There are a couple of other notable observations in the estimates. Currently, AR is more concentrated in the commercial and enterprise markets, while the exact opposite is true of VR, where gaming is one of the most popular applications. Alphabet's (GOOG 2.18%) (GOOGL 1.96%) Google Glass was once the poster child for AR, and while the search giant discontinued consumer sales of Glass a while back, Glass is still used in commercial settings like manufacturing. That's a perfect use case, since an AR headset can deliver information to workers while leaving their hands free.

IDC notes that on the VR front, smartphone-connected headsets are the most popular, since they are also the cheapest and therefore the most approachable way for users to try out the technology; you just buy a VR accessory instead of having to invest in high-end hardware. Tethered headsets and high-end stand-alone headsets are expected to hit the market within the next year or two, which could help spur the market further.

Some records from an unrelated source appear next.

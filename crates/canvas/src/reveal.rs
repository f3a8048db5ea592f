//! Staggered reveal of signatures, ring by ring.
//!
//! Elements animate into view in small batches ("rings") rather than one by
//! one. The ring index wraps at `ring_count`, so total reveal latency stays
//! bounded no matter how many signatures a wall collects. The core holds no
//! timers; the shell ticks elapsed time and asks the schedule which
//! elements have become visible.

use crate::entry::EntryId;
use std::collections::HashMap;
use std::time::Duration;

/// Timing constants for the reveal animation.
#[derive(Debug, Clone, PartialEq)]
pub struct RevealConfig {
    /// Number of elements sharing one stagger delay.
    pub ring_size: usize,
    /// Number of distinct delays before the ring index wraps.
    pub ring_count: usize,
    /// Delay before the first ring appears.
    pub base_delay: Duration,
    /// Additional delay per ring.
    pub stagger: Duration,
}

impl Default for RevealConfig {
    fn default() -> Self {
        RevealConfig {
            ring_size: 5,
            ring_count: 8,
            base_delay: Duration::from_millis(80),
            stagger: Duration::from_millis(120),
        }
    }
}

/// Ring an element belongs to, given its rank in the reveal order.
pub fn ring_index(reveal_index: usize, config: &RevealConfig) -> usize {
    (reveal_index / config.ring_size.max(1)) % config.ring_count.max(1)
}

/// Reveal delay for an element, given its rank in the reveal order.
pub fn reveal_delay(reveal_index: usize, config: &RevealConfig) -> Duration {
    config.base_delay + config.stagger * ring_index(reveal_index, config) as u32
}

/// Precomputed reveal delays for one layout pass.
#[derive(Debug, Clone, PartialEq, Default)]
pub struct RevealSchedule {
    delays: HashMap<EntryId, Duration>,
    max_delay: Duration,
}

impl RevealSchedule {
    pub fn new(reveal_order: &[EntryId], config: &RevealConfig) -> Self {
        let mut delays = HashMap::with_capacity(reveal_order.len());
        let mut max_delay = Duration::ZERO;

        for (index, id) in reveal_order.iter().enumerate() {
            let delay = reveal_delay(index, config);
            max_delay = max_delay.max(delay);
            delays.insert(id.clone(), delay);
        }

        RevealSchedule { delays, max_delay }
    }

    pub fn len(&self) -> usize {
        self.delays.len()
    }

    pub fn is_empty(&self) -> bool {
        self.delays.is_empty()
    }

    /// Delay before `id` becomes visible. Ids outside the schedule reveal
    /// immediately.
    pub fn delay_of(&self, id: &EntryId) -> Duration {
        self.delays.get(id).copied().unwrap_or(Duration::ZERO)
    }

    /// Whether `id` has become visible `elapsed` time after mount.
    pub fn revealed(&self, id: &EntryId, elapsed: Duration) -> bool {
        elapsed >= self.delay_of(id)
    }

    /// Upper bound on the reveal animation, independent of element count.
    pub fn max_delay(&self) -> Duration {
        self.max_delay
    }
}
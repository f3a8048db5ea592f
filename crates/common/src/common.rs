//! Shared support code for the signature wall canvas: geometry primitives
//! used across the layout and culling paths, and the file logger.

pub mod geometry;
pub mod logger;

pub use geometry::{bbox, BoundingBox, Footprint};
pub use logger::WallLogger;
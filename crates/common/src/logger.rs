//! File-based logging for the wall canvas. Each run writes its messages to
//! `<base>/logs/{run_metadata}/log`, where `<base>` defaults to `~/.memorywall`.

use anyhow::{Context, Result};
use chrono::Local;
use log::{LevelFilter, Log, Metadata, Record};
use std::fs::{create_dir_all, File, OpenOptions};
use std::io::Write;
use std::path::PathBuf;
use std::sync::{Arc, Mutex};
use uuid::Uuid;

/// Logger backing the `log` facade for the canvas crates.
pub struct WallLogger {
    level: LevelFilter,
    file: Arc<Mutex<File>>,
    run_id: String,
    log_path: PathBuf,
}

impl WallLogger {
    /// Create a new logger rooted at `base_dir`.
    ///
    /// This will create a log file at `<base_dir>/logs/{timestamp}_{uuid}/log`
    /// where `{timestamp}` is the current local time and `{uuid}` is a unique
    /// identifier for this run.
    pub fn new(level: LevelFilter, base_dir: impl Into<PathBuf>) -> Result<Self> {
        let timestamp = Local::now().format("%Y%m%d_%H%M%S").to_string();
        let uuid_string = Uuid::new_v4().to_string();
        let uuid = uuid_string.split('-').next().unwrap_or("unknown");
        let run_id = format!("{timestamp}_{uuid}");

        let log_dir = base_dir.into().join("logs").join(&run_id);
        create_dir_all(&log_dir)
            .with_context(|| format!("Failed to create log directory: {}", log_dir.display()))?;

        let log_path = log_dir.join("log");
        let file = OpenOptions::new()
            .create(true)
            .append(true)
            .open(&log_path)
            .with_context(|| format!("Failed to open log file: {}", log_path.display()))?;

        Ok(Self {
            level,
            file: Arc::new(Mutex::new(file)),
            run_id,
            log_path,
        })
    }

    /// The default base directory, `~/.memorywall`.
    pub fn default_base_dir() -> Result<PathBuf> {
        let home =
            dirs::home_dir().ok_or_else(|| anyhow::anyhow!("Could not find home directory"))?;
        Ok(home.join(".memorywall"))
    }

    /// Install a logger rooted at the default base directory as the global
    /// `log` backend. Returns the path of the log file for this run.
    pub fn init(level: LevelFilter) -> Result<PathBuf> {
        Self::init_at(level, Self::default_base_dir()?)
    }

    /// Install a logger rooted at `base_dir` as the global `log` backend.
    pub fn init_at(level: LevelFilter, base_dir: impl Into<PathBuf>) -> Result<PathBuf> {
        let logger = Self::new(level, base_dir)?;
        let run_id = logger.run_id.clone();
        let log_path = logger.log_path.clone();

        log::set_boxed_logger(Box::new(logger))
            .map(|()| log::set_max_level(level))
            .map_err(|e| anyhow::anyhow!("Failed to set logger: {}", e))?;

        log::info!("Wall canvas logger initialized. Run ID: {}", run_id);
        log::info!("Log file: {}", log_path.display());
        Ok(log_path)
    }

    /// Unique identifier for this run.
    pub fn run_id(&self) -> &str {
        &self.run_id
    }

    /// Path of the log file this logger writes to.
    pub fn log_path(&self) -> &PathBuf {
        &self.log_path
    }
}

impl Log for WallLogger {
    fn enabled(&self, metadata: &Metadata) -> bool {
        metadata.level() <= self.level
    }

    fn log(&self, record: &Record) {
        if self.enabled(record.metadata()) {
            let timestamp = Local::now().format("%Y-%m-%d %H:%M:%S%.3f").to_string();
            let level = record.level();
            let target = record.target();
            let message = format!("{} {} [{}] {}", timestamp, level, target, record.args());

            if let Ok(mut file) = self.file.lock() {
                // Ignore write errors; logging must never take the canvas down
                let _ = writeln!(file, "{}", message);
                let _ = file.flush();
            }

            // Also print to stderr for visibility during development
            eprintln!("{}", message);
        }
    }

    fn flush(&self) {
        if let Ok(mut file) = self.file.lock() {
            let _ = file.flush();
        }
    }
}

/// Creates a log entry that separates sections in the log file.
///
/// Useful for marking the beginning of a new operation or task.
pub fn log_section(name: &str) {
    let separator = "=".repeat(50);
    log::info!("{}", separator);
    log::info!("SECTION: {}", name);
    log::info!("{}", separator);
}
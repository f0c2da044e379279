use thiserror::Error;

#[derive(Debug, Error)]
pub enum DomainError {
    #[error("domain validation failed: {message}")]
    Validation { message: String },
    #[error("unknown value `{value}` for `{key}`")]
    UnknownValue { key: &'static str, value: String },
}

impl DomainError {
    pub fn validation(message: impl Into<String>) -> Self {
        Self::Validation {
            message: message.into(),
        }
    }

    pub fn unknown_value(key: &'static str, value: impl Into<String>) -> Self {
        Self::UnknownValue {
            key,
            value: value.into(),
        }
    }
}
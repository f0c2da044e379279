use super::{ListMode, MarkupParser, Node};

impl MarkupParser {
    /// Render nodes as the markdown dialect accepted by body components.
    pub fn to_markdown(&mut self, nodes: &[Node]) -> String {
        let mut out = String::new();
        for node in nodes {
            self.write_node(node, &mut out);
        }
        out
    }

    fn write_node(&mut self, node: &Node, out: &mut String) {
        match node {
            Node::Text(text) => push_collapsed(text, out),
            Node::Bold(children) => self.write_wrapped(children, "**", out),
            Node::Italic(children) => self.write_wrapped(children, "_", out),
            Node::LineBreak => out.push('\n'),
            Node::Paragraph(children) => {
                out.push_str(&self.to_markdown(children));
                out.push_str("\n\n");
            }
            Node::Hyperlink { href, children } => {
                let text = self.to_markdown(children);
                if href.is_empty() {
                    out.push_str(&text);
                } else {
                    out.push('[');
                    out.push_str(text.trim());
                    out.push_str("](");
                    out.push_str(href);
                    out.push(')');
                }
            }
            Node::UnorderedList(children) => self.write_list(ListMode::Unordered, children, out),
            Node::OrderedList(children) => self.write_list(ListMode::Ordered, children, out),
            Node::ListItem(children) => {
                let prefix = match self.list_mode {
                    ListMode::Ordered => {
                        let prefix = format!("{}. ", self.list_index);
                        self.list_index += 1;
                        prefix
                    }
                    ListMode::Unordered | ListMode::None => "- ".to_string(),
                };
                let content = self.to_markdown(children);
                out.push_str(&prefix);
                out.push_str(content.trim());
                out.push('\n');
            }
            Node::Other(element) => match element.name.as_str() {
                "script" | "style" | "noscript" | "template" => {}
                _ => {
                    let inner = self.to_markdown(&element.children);
                    out.push_str(&inner);
                }
            },
        }
    }

    fn write_wrapped(&mut self, children: &[Node], marker: &str, out: &mut String) {
        let inner = self.to_markdown(children);
        if inner.trim().is_empty() {
            out.push_str(&inner);
            return;
        }
        out.push_str(marker);
        out.push_str(&inner);
        out.push_str(marker);
    }

    /// Lists save and restore the enclosing list state so nested lists number
    /// independently.
    fn write_list(&mut self, mode: ListMode, children: &[Node], out: &mut String) {
        let saved = (self.list_mode, self.list_index);
        self.list_mode = mode;
        self.list_index = 1;

        if !out.is_empty() && !out.ends_with('\n') {
            out.push('\n');
        }
        for child in children {
            match child {
                Node::ListItem(_) => self.write_node(child, out),
                other if other.is_blank() => {}
                other => self.write_node(other, out),
            }
        }
        out.push('\n');

        (self.list_mode, self.list_index) = saved;
    }
}

fn push_collapsed(text: &str, out: &mut String) {
    let mut previous_space = false;
    for ch in text.chars() {
        if ch.is_whitespace() {
            if !previous_space {
                out.push(' ');
            }
            previous_space = true;
        } else {
            out.push(ch);
            previous_space = false;
        }
    }
}

#[cfg(test)]
mod tests {
    use super::super::{MarkupParser, parse};

    fn markdown(html: &str) -> String {
        MarkupParser::new().markdown_from_html(html)
    }

    #[test]
    fn paragraphs_end_with_blank_line() {
        assert_eq!(markdown("<p>Hello</p>"), "Hello\n\n");
        assert_eq!(markdown("<p>One</p><p>Two</p>"), "One\n\nTwo\n\n");
    }

    #[test]
    fn inline_formatting_and_links() {
        assert_eq!(
            markdown("<p><strong>bold</strong> and <em>it</em> <a href=\"https://e.x\">here</a></p>"),
            "**bold** and _it_ [here](https://e.x)\n\n"
        );
    }

    #[test]
    fn whitespace_collapses_inside_text() {
        assert_eq!(markdown("<p>a\n   b\t c</p>"), "a b c\n\n");
    }

    #[test]
    fn unordered_lists_use_dashes() {
        assert_eq!(
            markdown("<ul><li>one</li><li>two</li></ul>"),
            "- one\n- two\n\n"
        );
    }

    #[test]
    fn ordered_lists_restart_for_every_list() {
        let html = "<ol><li>a</li><li>b</li><li>c</li></ol><ol><li>x</li><li>y</li></ol>";
        assert_eq!(markdown(html), "1. a\n2. b\n3. c\n\n1. x\n2. y\n\n");
    }

    #[test]
    fn ordered_numbering_ignores_inline_nesting() {
        let html = "<ol><li><b>a</b></li><li><i><b><a href=\"/l\">b</a></b></i></li><li>c</li></ol>";
        assert_eq!(markdown(html), "1. **a**\n2. _**[b](/l)**_\n3. c\n\n");
    }

    #[test]
    fn nested_lists_resume_outer_numbering() {
        let html = "<ol><li>a<ul><li>x</li></ul></li><li>b</li></ol>";
        assert_eq!(markdown(html), "1. a\n- x\n2. b\n\n");
    }

    #[test]
    fn unsupported_tags_degrade_to_text() {
        assert_eq!(
            markdown("<p><span class=\"x\">kept</span> <mark>too</mark></p>"),
            "kept too\n\n"
        );
        assert_eq!(markdown("<script>alert(1)</script>"), "");
    }

    #[test]
    fn parser_instance_state_spans_calls_within_a_document() {
        let mut parser = MarkupParser::new();
        let first = parser.to_markdown(&parse("<ol><li>a</li></ol>"));
        let second = parser.to_markdown(&parse("<ol><li>b</li></ol>"));
        assert_eq!(first, "1. a\n\n");
        assert_eq!(second, "1. b\n\n");
    }
}
//! Scratch directory owned by one export.
//!
//! Leftovers from earlier runs for the same content are swept before a new
//! workspace is created; the new one is removed when the guard drops, on
//! success and error paths alike.

use std::{
    fs, io,
    path::{Path, PathBuf},
};

use tempfile::TempDir;
use tracing::{debug, warn};

const PREFIX: &str = "newsdesk-";

#[derive(Debug)]
pub struct Workspace {
    dir: TempDir,
}

impl Workspace {
    /// Create a fresh workspace under `root` (the system temp dir when `None`).
    pub fn create(root: Option<&Path>, content_id: &str) -> io::Result<Self> {
        let root = root.map(Path::to_path_buf).unwrap_or_else(std::env::temp_dir);
        fs::create_dir_all(&root)?;

        let prefix = workspace_prefix(content_id);
        sweep_stale(&root, &prefix);

        let dir = tempfile::Builder::new().prefix(&prefix).tempdir_in(&root)?;
        debug!(
            target = "application::export::workspace",
            path = %dir.path().display(),
            "workspace created"
        );
        Ok(Self { dir })
    }

    pub fn path(&self) -> &Path {
        self.dir.path()
    }

    pub fn join(&self, name: &str) -> PathBuf {
        self.dir.path().join(name)
    }

    /// Remove the directory now, reporting failures instead of ignoring them.
    pub fn close(self) -> io::Result<()> {
        self.dir.close()
    }
}

fn workspace_prefix(content_id: &str) -> String {
    format!("{PREFIX}{content_id}-")
}

fn sweep_stale(root: &Path, prefix: &str) {
    let entries = match fs::read_dir(root) {
        Ok(entries) => entries,
        Err(err) => {
            warn!(
                target = "application::export::workspace",
                root = %root.display(),
                error = %err,
                "failed to scan for stale workspaces"
            );
            return;
        }
    };

    for entry in entries.flatten() {
        let name = entry.file_name();
        let is_stale = name.to_str().is_some_and(|name| name.starts_with(prefix))
            && entry.file_type().is_ok_and(|kind| kind.is_dir());
        if !is_stale {
            continue;
        }
        let path = entry.path();
        match fs::remove_dir_all(&path) {
            Ok(()) => debug!(
                target = "application::export::workspace",
                path = %path.display(),
                "removed stale workspace"
            ),
            Err(err) => warn!(
                target = "application::export::workspace",
                path = %path.display(),
                error = %err,
                "failed to remove stale workspace"
            ),
        }
    }
}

AR will "sit slightly in the background of VR," according to IDC, partially because it is more difficult to deliver a compelling AR experience. VR headsets are expected to drive the overall market's volume. Longer-term, IDC still believes that AR is "the larger of the two plays here when looking at AR and VR combined."

A rising tide

It seems unlikely that Apple will venture too deeply into VR. In fact, investors knew almost nothing about Apple's VR plans until recently. The new updated iMac was designed to support third-party VR headsets; that represents Apple's first foray into VR. Considering Apple CEO Tim Cook's excitement over AR, it seems that the company will focus its own products on AR, so it's probably just a matter of time before Apple unveils its own AR headset. It seems doubtful that Apple will release its own VR headset anytime soon (if ever).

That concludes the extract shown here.